Les visages hébétés, en recueillement ou nerveusement tendus, les corps gisants ou affaissés de fatigue portent une histoire iconographique vaste qui s’étire des grands récits fondateurs aux scènes les plus actuelles et les plus humaines de la componction, de l’intériorité, de l’existence, sans toutefois se départir d’une forme d’absurde – autre versant du tragique contemporain – par le choix de titres à contre-emploi. Ainsi en va-t-il de Welcome to Chouineville, contraction du verbe «chouiner» et de «ville» pour qualifier une complaisance à la lamentation qu’illustrent pour lui les joueurs de football effondrés et grimaçant au sol pour simuler la faute d’un adversaire.

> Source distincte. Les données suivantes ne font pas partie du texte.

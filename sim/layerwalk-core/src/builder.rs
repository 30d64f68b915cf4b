//! Encapsulation: wrapping a message in one header per layer on its way down
//! the stack.
//!
//! Layers are always attached in the same order:
//!
//! ```text
//! Application   the raw message
//! TLS/SSL       TCP only, payload becomes "[ENCRYPTED]:<message>"
//! Transport     TCP 12345 > 80, UDP 12345 > 53, or ICMP (which drops the payload)
//! Network       network addresses
//! Data Link     link addresses
//! ```
//!
//! Along with the [`Frame`], the builder returns the trace of what each layer
//! contributed, Application first.

use crate::{
    address::BROADCAST_LINK,
    frame::{
        EthernetHeader, Frame, Header, IcmpHeader, NetworkHeader, TcpHeader, UdpHeader,
        CLIENT_PORT, DNS_PORT,
    },
    layer::{Layer, LayerHeader},
    logging,
    protocol::{TransportProtocol, UnsupportedProtocolError},
};

/// The prefix the TLS layer puts in front of a TCP payload. The reader uses it
/// to tell that a payload was encrypted.
pub const TLS_MARKER: &str = "[ENCRYPTED]:";

const DEFAULT_SRC_LINK: &str = "00:00:00:00:00:00";
const DEFAULT_SRC_NET: &str = "192.168.1.100";
const DEFAULT_DST_NET: &str = "192.168.1.1";

/// Composes frames for one protocol and set of addresses.
///
/// ```
/// # use layerwalk_core::{builder::FrameBuilder, protocol::TransportProtocol, layer::Layer};
/// let (frame, trace) = FrameBuilder::new(TransportProtocol::Udp)
///     .link("00:11:22:33:44:01", "00:11:22:33:44:02")
///     .network("192.168.1.100", "192.168.1.10")
///     .build("Hello");
/// assert_eq!(trace.first().map(|entry| entry.layer), Some(Layer::Application));
/// assert_eq!(frame.payload(), b"Hello");
/// ```
#[derive(Debug, Clone)]
pub struct FrameBuilder {
    protocol: TransportProtocol,
    src_link: String,
    dst_link: String,
    src_net: String,
    dst_net: String,
    tcp: TcpHeader,
    icmp: IcmpHeader,
}

impl FrameBuilder {
    /// Creates a builder with default addresses and transport headers.
    pub fn new(protocol: TransportProtocol) -> Self {
        Self {
            protocol,
            src_link: DEFAULT_SRC_LINK.into(),
            dst_link: BROADCAST_LINK.into(),
            src_net: DEFAULT_SRC_NET.into(),
            dst_net: DEFAULT_DST_NET.into(),
            tcp: TcpHeader::default(),
            icmp: IcmpHeader::default(),
        }
    }

    /// Set the source and destination link addresses
    pub fn link(mut self, source: impl Into<String>, destination: impl Into<String>) -> Self {
        self.src_link = source.into();
        self.dst_link = destination.into();
        self
    }

    /// Set the source and destination network addresses
    pub fn network(mut self, source: impl Into<String>, destination: impl Into<String>) -> Self {
        self.src_net = source.into();
        self.dst_net = destination.into();
        self
    }

    /// Set the TCP header used when the protocol is TCP
    pub fn tcp_header(mut self, header: TcpHeader) -> Self {
        self.tcp = header;
        self
    }

    /// Set the ICMP header used when the protocol is ICMP
    pub fn icmp_header(mut self, header: IcmpHeader) -> Self {
        self.icmp = header;
        self
    }

    /// Wraps the payload in every layer and returns the frame along with its
    /// layer-ascending trace. Building has no side effects beyond logging, so
    /// the same builder and payload always yield equal results.
    pub fn build(&self, payload: &str) -> (Frame, Vec<LayerHeader>) {
        let mut trace = Vec::with_capacity(Layer::ASCENDING.len());
        trace.push(LayerHeader::bare(Layer::Application, payload));

        let mut visible = payload.to_string();
        if self.protocol.encrypts() {
            visible = format!("{TLS_MARKER}{visible}");
            trace.push(LayerHeader::bare(Layer::Tls, visible.clone()));
        }

        let transport = match self.protocol {
            TransportProtocol::Tcp => Header::Tcp(self.tcp),
            TransportProtocol::Udp => {
                Header::Udp(UdpHeader::new(CLIENT_PORT, DNS_PORT, visible.len()))
            }
            TransportProtocol::Icmp => {
                visible.clear();
                Header::Icmp(self.icmp)
            }
        };
        let network = Header::Network(NetworkHeader::new(
            self.src_net.clone(),
            self.dst_net.clone(),
            self.protocol,
        ));
        let link = Header::Ethernet(EthernetHeader::new(
            self.src_link.clone(),
            self.dst_link.clone(),
        ));

        let mut frame = Frame::bare(visible.clone().into_bytes());
        for (layer, header) in [
            (Layer::Transport, transport),
            (Layer::Network, network),
            (Layer::DataLink, link),
        ] {
            trace.push(LayerHeader::with_summary(
                layer,
                header.to_string(),
                visible.clone(),
            ));
            frame = frame.wrap(header);
        }

        logging::frame_built(self.protocol, &self.src_net, &self.dst_net, &trace);
        (frame, trace)
    }
}

/// Builds a frame from a protocol name, as requested by a user.
///
/// Fails with [`UnsupportedProtocolError`] for anything other than `TCP`,
/// `UDP`, or `ICMP`.
pub fn build(
    payload: &str,
    protocol: &str,
    src_link: &str,
    dst_link: &str,
    src_net: &str,
    dst_net: &str,
) -> Result<(Frame, Vec<LayerHeader>), UnsupportedProtocolError> {
    let protocol: TransportProtocol = protocol.parse()?;
    Ok(FrameBuilder::new(protocol)
        .link(src_link, dst_link)
        .network(src_net, dst_net)
        .build(payload))
}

Qu’il s’agisse de figures empruntées aux clips de rap, de visages monstrueux de films d’horreur ou de figures héroïques déchues de sportifs, le tragique se loge subrepticement dans les interstices, entre les couleurs boostées, rappelant les confidences de Zinedine Zidane dans le film que lui ont consacré Philippe Parreno et Douglas Gordon (Zidane, un portait du XXIe siècle, 2006) : “Sometimes when you arrive in the stadium, you feel that everything has already been decided”. Dans les peintures de Nadjib Ben Ali, tout semble joué – au sens tragique comme au sens théâtral du terme – et dans ses tableaux se joue «cette part de théâtre, d’illusion et de hasard qu’on n’enlève pas à la vie sans la mutiler.*»
* Jean-Marie Domenach, Le Retour du tragique, Paris, Seuil, 1967, p.285.